▼

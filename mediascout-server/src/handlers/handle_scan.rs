use axum::{
    extract::{Path, State},
    response::Json,
};
use serde::Deserialize;
use tracing::info;

use mediascout_core::{CandidateSets, model::ScanReport, scanner};

use super::{blocking, resolve_directory};
use crate::infra::{app_state::AppState, errors::AppResult};

#[derive(Debug, Deserialize)]
pub struct CandidatesRequest {
    pub directory_b64: String,
}

/// Needs-cover files in one configured directory with their parsed titles.
pub async fn scan_directory_handler(
    State(state): State<AppState>,
    Path(directory_b64): Path<String>,
) -> AppResult<Json<ScanReport>> {
    let directory = resolve_directory(&state, &directory_b64)?;
    let extensions = state.extensions.clone();
    let parser = state.workflow.parser().clone();

    let report = blocking(move || {
        scanner::scan_report(&directory, &extensions, &parser)
    })
    .await??;

    Ok(Json(report))
}

/// Scan a configured directory and look up candidates for every file.
pub async fn candidates_handler(
    State(state): State<AppState>,
    Json(request): Json<CandidatesRequest>,
) -> AppResult<Json<CandidateSets>> {
    let directory = resolve_directory(&state, &request.directory_b64)?;
    info!("Building candidates for {}", directory.display());

    let sets = state
        .workflow
        .candidates_for_directory(&directory, &state.extensions)
        .await?;

    Ok(Json(sets))
}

▲

• _What is expected_:
Each line from the one containing "pub struct CandidatesRequest" to the last line above must be returned exactly, and no line outside that range.

• _Answer box_:
pub struct CandidatesRequest {
    pub directory_b64: String,
}

/// Needs-cover files in one configured directory with their parsed titles.
pub async fn scan_directory_handler(
    State(state): State<AppState>,
    Path(directory_b64): Path<String>,
) -> AppResult<Json<ScanReport>> {
    let directory = resolve_directory(&state, &directory_b64)?;
    let extensions = state.extensions.clone();
    let parser = state.workflow.parser().clone();

    let report = blocking(move || {
        scanner::scan_report(&directory, &extensions, &parser)
    })
    .await??;

    Ok(Json(report))
}

/// Scan a configured directory and look up candidates for every file.
pub async fn candidates_handler(
    State(state): State<AppState>,
    Json(request): Json<CandidatesRequest>,
) -> AppResult<Json<CandidateSets>> {
    let directory = resolve_directory(&state, &request.directory_b64)?;
    info!("Building candidates for {}", directory.display());

    let sets = state
        .workflow
        .candidates_for_directory(&directory, &state.extensions)
        .await?;

    Ok(Json(sets))
}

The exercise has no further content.